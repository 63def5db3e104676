//! Test helpers shared across crates.
//!
//! This crate provides an in-memory output sink and argument-list builders.

pub mod argv;
pub mod output;
//! Boolean adapter.

use std::any::Any;
use std::fmt;

use super::{BoolFlag, Getter, Value};
use crate::ValueError;

/// Boolean slot switched on by the flag's presence.
#[derive(Debug)]
pub struct BoolValue<'a>(&'a mut bool);

impl<'a> BoolValue<'a> {
    /// Bind to `slot`, storing `initial` in it.
    #[must_use]
    pub const fn new(slot: &'a mut bool, initial: bool) -> Self {
        *slot = initial;
        Self(slot)
    }
}

/// Parse the boolean spellings accepted on the command line.
///
/// # Errors
///
/// Returns [`ValueError::Syntax`] for anything other than `1`, `t`, `T`,
/// `TRUE`, `true`, `True`, `0`, `f`, `F`, `FALSE`, `false` or `False`.
pub(crate) fn parse_bool(text: &str) -> Result<bool, ValueError> {
    match text {
        "1" | "t" | "T" | "TRUE" | "true" | "True" => Ok(true),
        "0" | "f" | "F" | "FALSE" | "false" | "False" => Ok(false),
        _ => Err(ValueError::Syntax),
    }
}

impl Value for BoolValue<'_> {
    fn set(&mut self, text: &str) -> Result<(), ValueError> {
        *self.0 = parse_bool(text)?;
        Ok(())
    }

    fn type_name(&self) -> &'static str {
        "bool"
    }

    fn as_bool_flag(&self) -> Option<&dyn BoolFlag> {
        Some(self)
    }

    fn as_getter(&self) -> Option<&dyn Getter> {
        Some(self)
    }
}

impl BoolFlag for BoolValue<'_> {
    fn is_bool_flag(&self) -> bool {
        true
    }
}

impl Getter for BoolValue<'_> {
    fn get(&self) -> &dyn Any {
        &*self.0
    }
}

impl fmt::Display for BoolValue<'_> {
    fn fmt(&self, f: &mut fmt::Formatter<'_>) -> fmt::Result {
        write!(f, "{}", self.0)
    }
}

[GOAL OF THE EXERCISE]: The answer must consist of each line in the entries above that includes "output".

[RESULT OF THIS TASK]:
//! This crate provides an in-memory output sink and argument-list builders.
pub mod output;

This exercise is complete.